(Stored data entries)
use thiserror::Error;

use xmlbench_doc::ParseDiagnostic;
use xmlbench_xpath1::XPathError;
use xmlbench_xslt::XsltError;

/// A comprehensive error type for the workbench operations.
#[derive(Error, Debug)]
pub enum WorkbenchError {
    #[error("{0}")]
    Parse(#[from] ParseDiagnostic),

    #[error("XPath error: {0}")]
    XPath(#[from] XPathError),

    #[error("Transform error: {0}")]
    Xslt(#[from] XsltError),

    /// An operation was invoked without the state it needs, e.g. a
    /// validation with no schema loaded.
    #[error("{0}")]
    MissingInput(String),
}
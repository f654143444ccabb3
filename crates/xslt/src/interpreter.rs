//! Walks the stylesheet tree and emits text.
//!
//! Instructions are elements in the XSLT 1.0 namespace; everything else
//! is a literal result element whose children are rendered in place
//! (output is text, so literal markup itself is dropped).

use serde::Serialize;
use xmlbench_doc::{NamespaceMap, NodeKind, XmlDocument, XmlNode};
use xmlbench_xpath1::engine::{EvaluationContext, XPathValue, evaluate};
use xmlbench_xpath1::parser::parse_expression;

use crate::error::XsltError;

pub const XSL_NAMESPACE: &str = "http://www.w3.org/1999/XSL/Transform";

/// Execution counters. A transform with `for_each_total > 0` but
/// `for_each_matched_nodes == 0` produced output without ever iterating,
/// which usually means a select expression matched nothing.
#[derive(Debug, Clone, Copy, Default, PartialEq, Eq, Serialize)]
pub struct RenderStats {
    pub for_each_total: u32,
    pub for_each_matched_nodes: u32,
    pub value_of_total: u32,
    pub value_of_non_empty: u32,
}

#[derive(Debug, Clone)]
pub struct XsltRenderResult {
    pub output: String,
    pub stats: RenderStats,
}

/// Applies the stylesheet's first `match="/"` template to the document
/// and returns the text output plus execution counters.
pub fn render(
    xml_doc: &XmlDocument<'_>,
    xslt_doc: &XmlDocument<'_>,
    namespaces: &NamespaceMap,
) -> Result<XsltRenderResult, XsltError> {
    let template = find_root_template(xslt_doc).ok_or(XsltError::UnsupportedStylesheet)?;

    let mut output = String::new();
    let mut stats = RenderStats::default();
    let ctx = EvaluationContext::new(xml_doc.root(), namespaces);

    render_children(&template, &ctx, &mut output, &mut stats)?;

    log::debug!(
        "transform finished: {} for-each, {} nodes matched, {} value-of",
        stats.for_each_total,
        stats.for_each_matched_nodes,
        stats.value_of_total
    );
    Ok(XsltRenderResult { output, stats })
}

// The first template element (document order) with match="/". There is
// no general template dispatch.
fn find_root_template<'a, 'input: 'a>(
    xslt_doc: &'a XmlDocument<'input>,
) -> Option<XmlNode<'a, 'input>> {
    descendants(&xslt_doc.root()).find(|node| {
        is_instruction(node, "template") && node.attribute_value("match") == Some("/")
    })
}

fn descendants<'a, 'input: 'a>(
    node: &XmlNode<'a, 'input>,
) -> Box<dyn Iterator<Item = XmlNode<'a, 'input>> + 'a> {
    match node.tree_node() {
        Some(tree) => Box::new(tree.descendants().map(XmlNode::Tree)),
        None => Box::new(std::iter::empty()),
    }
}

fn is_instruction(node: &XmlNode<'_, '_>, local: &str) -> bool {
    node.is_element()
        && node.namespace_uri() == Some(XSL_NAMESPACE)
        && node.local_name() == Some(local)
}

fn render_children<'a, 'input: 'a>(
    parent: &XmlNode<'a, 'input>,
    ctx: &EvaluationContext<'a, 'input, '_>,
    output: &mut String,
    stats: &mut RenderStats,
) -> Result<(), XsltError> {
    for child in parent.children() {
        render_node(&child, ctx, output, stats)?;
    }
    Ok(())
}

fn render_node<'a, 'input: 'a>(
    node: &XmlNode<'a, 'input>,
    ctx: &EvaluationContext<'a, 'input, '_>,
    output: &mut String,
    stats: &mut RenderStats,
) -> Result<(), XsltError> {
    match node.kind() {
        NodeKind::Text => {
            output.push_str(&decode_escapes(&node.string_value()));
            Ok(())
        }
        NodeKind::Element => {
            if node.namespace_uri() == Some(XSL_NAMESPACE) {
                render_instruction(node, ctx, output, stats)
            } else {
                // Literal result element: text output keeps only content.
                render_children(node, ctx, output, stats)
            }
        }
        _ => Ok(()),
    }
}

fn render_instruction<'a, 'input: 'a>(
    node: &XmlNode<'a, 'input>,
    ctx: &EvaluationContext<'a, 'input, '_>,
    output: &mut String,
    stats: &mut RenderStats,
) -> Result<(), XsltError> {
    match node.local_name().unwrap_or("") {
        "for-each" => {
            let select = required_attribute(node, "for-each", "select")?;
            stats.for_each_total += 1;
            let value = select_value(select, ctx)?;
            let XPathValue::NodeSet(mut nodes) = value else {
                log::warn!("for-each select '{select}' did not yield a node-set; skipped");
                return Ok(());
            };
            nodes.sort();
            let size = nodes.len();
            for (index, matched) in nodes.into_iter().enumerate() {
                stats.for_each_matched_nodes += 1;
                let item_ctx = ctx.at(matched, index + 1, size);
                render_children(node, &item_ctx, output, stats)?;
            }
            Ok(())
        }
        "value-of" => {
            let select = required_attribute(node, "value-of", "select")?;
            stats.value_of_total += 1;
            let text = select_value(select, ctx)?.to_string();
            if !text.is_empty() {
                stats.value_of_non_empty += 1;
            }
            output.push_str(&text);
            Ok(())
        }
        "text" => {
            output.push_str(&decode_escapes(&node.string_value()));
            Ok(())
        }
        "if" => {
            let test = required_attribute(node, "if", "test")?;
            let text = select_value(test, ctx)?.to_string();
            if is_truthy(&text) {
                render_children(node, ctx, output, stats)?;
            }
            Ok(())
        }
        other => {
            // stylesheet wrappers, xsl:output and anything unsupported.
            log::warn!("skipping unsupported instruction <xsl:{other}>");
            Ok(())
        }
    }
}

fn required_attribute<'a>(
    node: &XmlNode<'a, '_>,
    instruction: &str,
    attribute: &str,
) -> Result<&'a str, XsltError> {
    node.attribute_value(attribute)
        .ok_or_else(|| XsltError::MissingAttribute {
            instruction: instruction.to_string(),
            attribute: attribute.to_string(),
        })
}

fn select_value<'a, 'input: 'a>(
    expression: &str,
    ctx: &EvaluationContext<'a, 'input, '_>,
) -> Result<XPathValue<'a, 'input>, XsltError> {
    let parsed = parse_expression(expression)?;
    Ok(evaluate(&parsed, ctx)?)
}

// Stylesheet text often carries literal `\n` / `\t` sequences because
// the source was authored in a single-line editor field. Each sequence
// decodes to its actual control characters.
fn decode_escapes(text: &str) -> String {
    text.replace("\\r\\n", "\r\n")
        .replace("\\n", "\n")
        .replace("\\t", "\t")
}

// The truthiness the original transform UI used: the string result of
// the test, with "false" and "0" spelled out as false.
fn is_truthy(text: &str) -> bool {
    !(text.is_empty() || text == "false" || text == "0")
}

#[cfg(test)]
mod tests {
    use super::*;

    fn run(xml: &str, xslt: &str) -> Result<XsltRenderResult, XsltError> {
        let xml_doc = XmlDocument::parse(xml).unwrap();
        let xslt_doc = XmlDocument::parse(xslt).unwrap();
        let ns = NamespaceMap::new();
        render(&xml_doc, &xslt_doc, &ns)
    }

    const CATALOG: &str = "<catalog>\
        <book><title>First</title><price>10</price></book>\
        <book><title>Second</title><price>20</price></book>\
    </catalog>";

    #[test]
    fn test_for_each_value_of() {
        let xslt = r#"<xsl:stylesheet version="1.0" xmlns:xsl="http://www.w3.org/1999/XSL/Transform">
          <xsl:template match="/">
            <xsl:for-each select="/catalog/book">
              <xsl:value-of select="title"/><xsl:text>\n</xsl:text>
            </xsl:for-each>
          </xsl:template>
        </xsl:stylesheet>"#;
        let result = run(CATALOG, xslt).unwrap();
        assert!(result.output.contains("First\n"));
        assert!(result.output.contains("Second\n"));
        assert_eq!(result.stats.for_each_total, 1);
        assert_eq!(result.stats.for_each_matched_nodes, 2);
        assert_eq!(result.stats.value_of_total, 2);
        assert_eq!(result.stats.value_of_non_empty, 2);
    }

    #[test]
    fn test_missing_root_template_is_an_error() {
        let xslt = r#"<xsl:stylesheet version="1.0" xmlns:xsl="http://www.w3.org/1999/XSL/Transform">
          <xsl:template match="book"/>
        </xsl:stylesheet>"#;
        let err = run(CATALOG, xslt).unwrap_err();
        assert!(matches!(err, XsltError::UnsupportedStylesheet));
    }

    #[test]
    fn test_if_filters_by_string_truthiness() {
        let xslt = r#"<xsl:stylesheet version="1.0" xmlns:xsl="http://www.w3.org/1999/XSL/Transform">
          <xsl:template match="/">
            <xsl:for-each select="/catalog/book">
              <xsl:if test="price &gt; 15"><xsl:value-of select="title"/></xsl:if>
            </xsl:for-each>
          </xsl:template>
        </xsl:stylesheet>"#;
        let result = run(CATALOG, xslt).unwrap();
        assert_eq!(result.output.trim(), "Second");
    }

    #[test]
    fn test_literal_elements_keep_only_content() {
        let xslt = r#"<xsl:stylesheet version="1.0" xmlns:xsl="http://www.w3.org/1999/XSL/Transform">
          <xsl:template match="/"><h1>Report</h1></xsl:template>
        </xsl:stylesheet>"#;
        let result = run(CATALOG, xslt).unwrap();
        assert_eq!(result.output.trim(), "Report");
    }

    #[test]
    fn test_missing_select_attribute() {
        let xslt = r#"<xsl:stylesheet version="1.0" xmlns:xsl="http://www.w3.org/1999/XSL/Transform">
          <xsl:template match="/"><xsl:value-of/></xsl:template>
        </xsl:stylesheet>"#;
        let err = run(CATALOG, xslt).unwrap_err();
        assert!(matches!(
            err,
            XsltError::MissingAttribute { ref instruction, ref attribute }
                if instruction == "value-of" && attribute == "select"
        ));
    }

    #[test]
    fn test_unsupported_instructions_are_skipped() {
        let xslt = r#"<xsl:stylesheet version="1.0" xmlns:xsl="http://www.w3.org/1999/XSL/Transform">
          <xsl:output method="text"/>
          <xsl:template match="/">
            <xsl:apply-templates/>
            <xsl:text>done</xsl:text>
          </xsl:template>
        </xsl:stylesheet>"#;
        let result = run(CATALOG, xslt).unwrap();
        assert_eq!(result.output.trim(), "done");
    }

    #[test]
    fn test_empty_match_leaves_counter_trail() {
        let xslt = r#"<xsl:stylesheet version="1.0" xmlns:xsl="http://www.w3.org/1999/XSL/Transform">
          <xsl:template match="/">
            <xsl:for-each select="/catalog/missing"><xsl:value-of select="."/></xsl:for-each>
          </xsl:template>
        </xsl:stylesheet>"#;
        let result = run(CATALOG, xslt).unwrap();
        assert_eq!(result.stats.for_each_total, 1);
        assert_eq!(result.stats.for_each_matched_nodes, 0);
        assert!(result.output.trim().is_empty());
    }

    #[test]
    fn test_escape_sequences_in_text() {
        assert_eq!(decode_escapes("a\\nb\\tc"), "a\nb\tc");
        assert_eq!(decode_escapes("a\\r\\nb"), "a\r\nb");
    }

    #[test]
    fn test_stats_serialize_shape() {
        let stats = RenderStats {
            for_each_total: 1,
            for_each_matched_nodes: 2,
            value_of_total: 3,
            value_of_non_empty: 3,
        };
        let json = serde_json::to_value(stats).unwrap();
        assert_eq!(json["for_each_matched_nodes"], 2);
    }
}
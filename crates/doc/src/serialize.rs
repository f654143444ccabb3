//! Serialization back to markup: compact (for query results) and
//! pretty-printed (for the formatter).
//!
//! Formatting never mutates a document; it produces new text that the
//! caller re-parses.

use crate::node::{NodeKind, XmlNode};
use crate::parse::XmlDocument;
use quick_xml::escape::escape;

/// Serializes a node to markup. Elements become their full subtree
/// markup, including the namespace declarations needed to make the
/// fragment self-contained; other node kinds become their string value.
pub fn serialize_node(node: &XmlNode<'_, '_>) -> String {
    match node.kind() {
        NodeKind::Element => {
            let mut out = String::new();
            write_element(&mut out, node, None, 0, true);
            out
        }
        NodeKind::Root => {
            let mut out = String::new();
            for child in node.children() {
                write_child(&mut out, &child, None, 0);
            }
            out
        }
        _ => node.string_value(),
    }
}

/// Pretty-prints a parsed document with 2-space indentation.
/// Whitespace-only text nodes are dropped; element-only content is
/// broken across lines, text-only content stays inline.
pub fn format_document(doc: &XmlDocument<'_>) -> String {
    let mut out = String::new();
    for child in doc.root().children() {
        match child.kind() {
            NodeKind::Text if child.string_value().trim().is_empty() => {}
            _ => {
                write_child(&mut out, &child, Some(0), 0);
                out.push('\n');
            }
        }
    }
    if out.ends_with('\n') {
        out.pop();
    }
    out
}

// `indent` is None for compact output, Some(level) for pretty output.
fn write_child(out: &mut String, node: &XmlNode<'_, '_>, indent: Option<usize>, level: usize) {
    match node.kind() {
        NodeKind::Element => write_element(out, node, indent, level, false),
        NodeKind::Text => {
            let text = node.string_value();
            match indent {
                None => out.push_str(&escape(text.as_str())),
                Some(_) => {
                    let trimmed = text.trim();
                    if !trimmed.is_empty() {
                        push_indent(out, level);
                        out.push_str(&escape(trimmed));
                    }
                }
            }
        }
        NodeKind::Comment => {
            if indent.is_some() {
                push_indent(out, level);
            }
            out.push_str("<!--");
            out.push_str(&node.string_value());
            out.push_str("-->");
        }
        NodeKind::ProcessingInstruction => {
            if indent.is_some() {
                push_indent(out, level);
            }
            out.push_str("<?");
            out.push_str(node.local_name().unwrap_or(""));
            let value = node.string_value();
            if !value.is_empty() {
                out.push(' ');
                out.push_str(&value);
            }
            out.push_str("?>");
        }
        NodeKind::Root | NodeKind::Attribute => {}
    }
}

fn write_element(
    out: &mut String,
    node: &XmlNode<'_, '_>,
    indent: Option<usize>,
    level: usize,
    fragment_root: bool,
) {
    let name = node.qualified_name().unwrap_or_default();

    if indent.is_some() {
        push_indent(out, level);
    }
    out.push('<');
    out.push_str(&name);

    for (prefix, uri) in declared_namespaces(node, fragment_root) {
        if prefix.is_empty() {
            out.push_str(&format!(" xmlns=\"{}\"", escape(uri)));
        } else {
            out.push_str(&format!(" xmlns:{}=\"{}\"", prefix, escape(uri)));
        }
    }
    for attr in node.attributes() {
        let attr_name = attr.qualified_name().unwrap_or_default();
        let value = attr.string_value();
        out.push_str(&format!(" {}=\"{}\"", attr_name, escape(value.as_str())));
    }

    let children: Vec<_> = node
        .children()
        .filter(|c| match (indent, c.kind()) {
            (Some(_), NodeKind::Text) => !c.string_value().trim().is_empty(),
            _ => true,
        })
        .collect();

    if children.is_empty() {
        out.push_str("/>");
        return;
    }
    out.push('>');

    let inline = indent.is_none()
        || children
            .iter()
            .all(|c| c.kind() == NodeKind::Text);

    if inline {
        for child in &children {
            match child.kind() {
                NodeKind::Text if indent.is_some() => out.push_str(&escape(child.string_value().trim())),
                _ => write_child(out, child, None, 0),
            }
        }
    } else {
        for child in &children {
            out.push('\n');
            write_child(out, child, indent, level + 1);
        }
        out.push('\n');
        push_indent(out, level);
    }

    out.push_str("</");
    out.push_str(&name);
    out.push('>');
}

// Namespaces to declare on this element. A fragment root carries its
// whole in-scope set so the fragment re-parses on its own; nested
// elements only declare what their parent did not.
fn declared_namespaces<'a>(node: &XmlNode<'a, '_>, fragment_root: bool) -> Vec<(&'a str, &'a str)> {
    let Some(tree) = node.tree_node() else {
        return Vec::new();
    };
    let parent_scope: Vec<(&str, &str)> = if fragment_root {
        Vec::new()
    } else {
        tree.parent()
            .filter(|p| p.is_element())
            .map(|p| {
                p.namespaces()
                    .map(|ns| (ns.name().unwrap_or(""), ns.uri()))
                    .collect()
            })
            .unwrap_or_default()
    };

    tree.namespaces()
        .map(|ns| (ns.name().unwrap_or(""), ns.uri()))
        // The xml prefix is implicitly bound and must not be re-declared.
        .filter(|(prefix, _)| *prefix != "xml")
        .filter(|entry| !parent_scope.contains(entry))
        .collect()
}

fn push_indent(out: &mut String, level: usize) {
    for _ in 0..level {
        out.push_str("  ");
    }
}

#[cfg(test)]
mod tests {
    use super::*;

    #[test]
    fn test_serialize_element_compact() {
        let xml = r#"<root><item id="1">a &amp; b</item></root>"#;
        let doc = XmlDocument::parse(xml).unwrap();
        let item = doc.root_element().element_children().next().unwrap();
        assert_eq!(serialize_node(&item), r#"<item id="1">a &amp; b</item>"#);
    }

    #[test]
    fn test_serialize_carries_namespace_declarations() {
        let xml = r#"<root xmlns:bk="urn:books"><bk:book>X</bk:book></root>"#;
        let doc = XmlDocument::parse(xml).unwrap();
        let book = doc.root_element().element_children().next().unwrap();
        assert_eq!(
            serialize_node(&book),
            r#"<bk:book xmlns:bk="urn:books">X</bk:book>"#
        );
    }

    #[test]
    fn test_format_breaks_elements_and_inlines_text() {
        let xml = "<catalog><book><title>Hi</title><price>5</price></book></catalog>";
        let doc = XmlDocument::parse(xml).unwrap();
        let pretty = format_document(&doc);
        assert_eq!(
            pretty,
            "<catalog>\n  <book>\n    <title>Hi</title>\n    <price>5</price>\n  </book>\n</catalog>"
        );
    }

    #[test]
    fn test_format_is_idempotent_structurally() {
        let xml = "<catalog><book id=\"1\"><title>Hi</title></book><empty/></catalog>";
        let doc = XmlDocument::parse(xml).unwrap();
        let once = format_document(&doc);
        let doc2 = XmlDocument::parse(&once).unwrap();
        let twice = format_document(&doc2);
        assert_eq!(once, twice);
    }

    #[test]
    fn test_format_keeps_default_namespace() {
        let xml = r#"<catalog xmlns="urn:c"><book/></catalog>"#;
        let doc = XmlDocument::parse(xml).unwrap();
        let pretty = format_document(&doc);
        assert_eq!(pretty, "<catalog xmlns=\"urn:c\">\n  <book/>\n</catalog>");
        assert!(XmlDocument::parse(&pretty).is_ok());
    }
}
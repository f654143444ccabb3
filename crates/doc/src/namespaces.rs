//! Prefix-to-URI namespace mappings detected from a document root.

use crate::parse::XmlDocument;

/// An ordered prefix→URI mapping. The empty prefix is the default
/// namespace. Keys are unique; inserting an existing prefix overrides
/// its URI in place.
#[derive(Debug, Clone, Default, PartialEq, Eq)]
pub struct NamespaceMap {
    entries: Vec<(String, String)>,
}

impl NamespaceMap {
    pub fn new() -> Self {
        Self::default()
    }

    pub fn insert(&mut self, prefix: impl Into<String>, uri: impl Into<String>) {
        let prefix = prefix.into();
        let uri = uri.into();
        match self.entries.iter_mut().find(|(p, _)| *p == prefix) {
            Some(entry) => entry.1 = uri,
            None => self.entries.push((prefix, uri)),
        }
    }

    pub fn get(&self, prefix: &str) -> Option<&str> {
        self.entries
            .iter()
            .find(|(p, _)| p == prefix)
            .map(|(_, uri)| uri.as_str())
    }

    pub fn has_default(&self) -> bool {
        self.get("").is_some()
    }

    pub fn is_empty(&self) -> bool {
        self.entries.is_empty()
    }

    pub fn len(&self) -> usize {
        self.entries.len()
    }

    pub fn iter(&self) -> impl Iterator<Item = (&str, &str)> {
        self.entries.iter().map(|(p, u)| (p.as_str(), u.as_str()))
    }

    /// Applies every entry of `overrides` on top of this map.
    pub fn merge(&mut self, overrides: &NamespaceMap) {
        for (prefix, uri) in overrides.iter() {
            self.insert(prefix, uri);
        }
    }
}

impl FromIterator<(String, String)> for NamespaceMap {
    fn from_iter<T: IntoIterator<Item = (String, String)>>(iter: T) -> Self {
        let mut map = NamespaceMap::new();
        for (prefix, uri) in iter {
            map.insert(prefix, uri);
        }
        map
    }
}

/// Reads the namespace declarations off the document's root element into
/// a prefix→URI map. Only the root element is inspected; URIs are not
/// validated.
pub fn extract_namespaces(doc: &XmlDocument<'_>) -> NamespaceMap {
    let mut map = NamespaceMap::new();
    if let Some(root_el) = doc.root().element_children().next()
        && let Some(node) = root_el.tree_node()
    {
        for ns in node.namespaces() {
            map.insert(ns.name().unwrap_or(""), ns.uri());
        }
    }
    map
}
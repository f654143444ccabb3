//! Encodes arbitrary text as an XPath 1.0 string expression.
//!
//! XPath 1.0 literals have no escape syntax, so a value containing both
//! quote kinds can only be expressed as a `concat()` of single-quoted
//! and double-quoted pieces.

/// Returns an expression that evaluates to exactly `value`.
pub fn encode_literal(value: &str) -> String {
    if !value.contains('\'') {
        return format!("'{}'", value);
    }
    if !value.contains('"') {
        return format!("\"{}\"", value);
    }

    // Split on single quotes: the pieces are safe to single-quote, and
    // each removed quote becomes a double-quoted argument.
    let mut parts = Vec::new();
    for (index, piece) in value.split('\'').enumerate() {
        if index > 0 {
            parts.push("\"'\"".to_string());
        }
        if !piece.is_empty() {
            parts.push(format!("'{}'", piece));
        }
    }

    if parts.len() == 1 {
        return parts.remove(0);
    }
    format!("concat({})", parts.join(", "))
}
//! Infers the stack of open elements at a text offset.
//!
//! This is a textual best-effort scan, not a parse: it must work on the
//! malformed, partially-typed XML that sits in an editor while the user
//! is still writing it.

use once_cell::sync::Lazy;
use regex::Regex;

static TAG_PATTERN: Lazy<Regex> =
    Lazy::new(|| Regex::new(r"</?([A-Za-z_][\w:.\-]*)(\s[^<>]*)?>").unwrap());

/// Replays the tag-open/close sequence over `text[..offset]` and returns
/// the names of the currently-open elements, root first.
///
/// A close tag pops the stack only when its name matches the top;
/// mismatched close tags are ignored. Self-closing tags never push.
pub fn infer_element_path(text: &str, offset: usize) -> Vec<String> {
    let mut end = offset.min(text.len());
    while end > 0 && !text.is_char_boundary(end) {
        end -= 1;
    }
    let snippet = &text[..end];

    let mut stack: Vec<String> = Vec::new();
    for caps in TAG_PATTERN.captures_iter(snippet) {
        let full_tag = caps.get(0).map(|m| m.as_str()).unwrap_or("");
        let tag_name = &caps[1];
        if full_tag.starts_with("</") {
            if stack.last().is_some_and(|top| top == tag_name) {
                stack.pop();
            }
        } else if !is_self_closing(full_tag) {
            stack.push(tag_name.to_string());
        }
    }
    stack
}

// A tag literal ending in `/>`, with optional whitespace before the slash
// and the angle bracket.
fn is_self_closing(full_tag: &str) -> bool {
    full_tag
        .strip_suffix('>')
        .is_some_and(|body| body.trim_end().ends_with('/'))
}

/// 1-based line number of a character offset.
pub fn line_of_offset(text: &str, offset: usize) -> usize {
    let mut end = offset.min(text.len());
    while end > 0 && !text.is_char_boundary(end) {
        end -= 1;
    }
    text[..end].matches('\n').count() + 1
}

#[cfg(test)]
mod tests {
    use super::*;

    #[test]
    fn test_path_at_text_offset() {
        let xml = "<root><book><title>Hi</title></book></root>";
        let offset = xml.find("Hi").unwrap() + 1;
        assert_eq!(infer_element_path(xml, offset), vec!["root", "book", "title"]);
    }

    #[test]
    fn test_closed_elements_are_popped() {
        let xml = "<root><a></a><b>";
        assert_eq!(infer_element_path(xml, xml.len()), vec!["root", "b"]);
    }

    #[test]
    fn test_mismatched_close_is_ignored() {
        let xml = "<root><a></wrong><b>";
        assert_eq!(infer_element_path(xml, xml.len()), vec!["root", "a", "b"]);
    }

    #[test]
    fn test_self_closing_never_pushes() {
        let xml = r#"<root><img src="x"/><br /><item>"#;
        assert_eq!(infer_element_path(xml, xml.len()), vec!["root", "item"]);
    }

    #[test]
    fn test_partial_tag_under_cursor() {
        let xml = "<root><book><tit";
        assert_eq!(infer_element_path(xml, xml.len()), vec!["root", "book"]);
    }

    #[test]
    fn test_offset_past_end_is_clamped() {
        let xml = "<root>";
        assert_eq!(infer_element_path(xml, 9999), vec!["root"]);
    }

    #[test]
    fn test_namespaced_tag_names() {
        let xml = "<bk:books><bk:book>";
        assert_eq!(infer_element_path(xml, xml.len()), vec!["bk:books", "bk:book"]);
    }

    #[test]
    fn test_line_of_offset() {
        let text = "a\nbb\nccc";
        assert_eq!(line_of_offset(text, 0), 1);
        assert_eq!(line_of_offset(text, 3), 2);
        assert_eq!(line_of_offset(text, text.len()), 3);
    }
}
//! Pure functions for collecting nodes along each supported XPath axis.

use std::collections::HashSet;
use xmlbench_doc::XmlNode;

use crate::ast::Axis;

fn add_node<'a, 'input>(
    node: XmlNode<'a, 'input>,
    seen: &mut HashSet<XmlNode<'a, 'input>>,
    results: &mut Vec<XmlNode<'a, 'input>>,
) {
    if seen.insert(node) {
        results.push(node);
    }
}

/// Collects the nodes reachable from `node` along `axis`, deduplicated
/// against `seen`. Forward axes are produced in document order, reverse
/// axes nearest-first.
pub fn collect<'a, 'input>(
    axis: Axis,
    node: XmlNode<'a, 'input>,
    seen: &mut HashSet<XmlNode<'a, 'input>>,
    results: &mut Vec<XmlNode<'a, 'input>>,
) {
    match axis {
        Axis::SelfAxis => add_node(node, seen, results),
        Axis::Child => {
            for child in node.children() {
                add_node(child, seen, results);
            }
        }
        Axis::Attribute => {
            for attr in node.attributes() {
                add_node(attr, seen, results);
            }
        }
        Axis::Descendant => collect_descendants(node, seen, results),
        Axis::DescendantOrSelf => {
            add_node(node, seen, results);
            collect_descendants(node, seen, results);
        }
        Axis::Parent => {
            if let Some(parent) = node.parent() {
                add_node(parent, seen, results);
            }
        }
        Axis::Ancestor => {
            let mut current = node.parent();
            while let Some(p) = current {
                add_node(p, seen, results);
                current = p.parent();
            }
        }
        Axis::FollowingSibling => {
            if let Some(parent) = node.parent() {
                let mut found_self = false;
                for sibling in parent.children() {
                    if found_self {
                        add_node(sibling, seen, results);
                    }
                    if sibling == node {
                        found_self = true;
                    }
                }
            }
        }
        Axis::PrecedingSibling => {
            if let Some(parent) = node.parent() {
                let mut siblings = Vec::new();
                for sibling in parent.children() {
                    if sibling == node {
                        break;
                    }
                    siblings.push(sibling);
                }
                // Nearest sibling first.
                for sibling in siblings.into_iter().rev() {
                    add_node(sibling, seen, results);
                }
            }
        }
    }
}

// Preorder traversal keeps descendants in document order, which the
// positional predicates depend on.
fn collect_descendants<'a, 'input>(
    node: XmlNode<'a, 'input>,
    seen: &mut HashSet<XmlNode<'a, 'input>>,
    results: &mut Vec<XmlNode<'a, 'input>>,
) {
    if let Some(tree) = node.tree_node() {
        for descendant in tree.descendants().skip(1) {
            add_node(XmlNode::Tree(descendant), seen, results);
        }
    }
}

YOUR GOAL: Only the lines that contain the string "bool" are to be copied from the records.

WRITTEN REPLY:
fn is_instruction(node: &XmlNode<'_, '_>, local: &str) -> bool {
fn is_truthy(text: &str) -> bool {
    fragment_root: bool,
fn declared_namespaces<'a>(node: &XmlNode<'a, '_>, fragment_root: bool) -> Vec<(&'a str, &'a str)> {
    pub fn has_default(&self) -> bool {
    pub fn is_empty(&self) -> bool {
fn is_self_closing(full_tag: &str) -> bool {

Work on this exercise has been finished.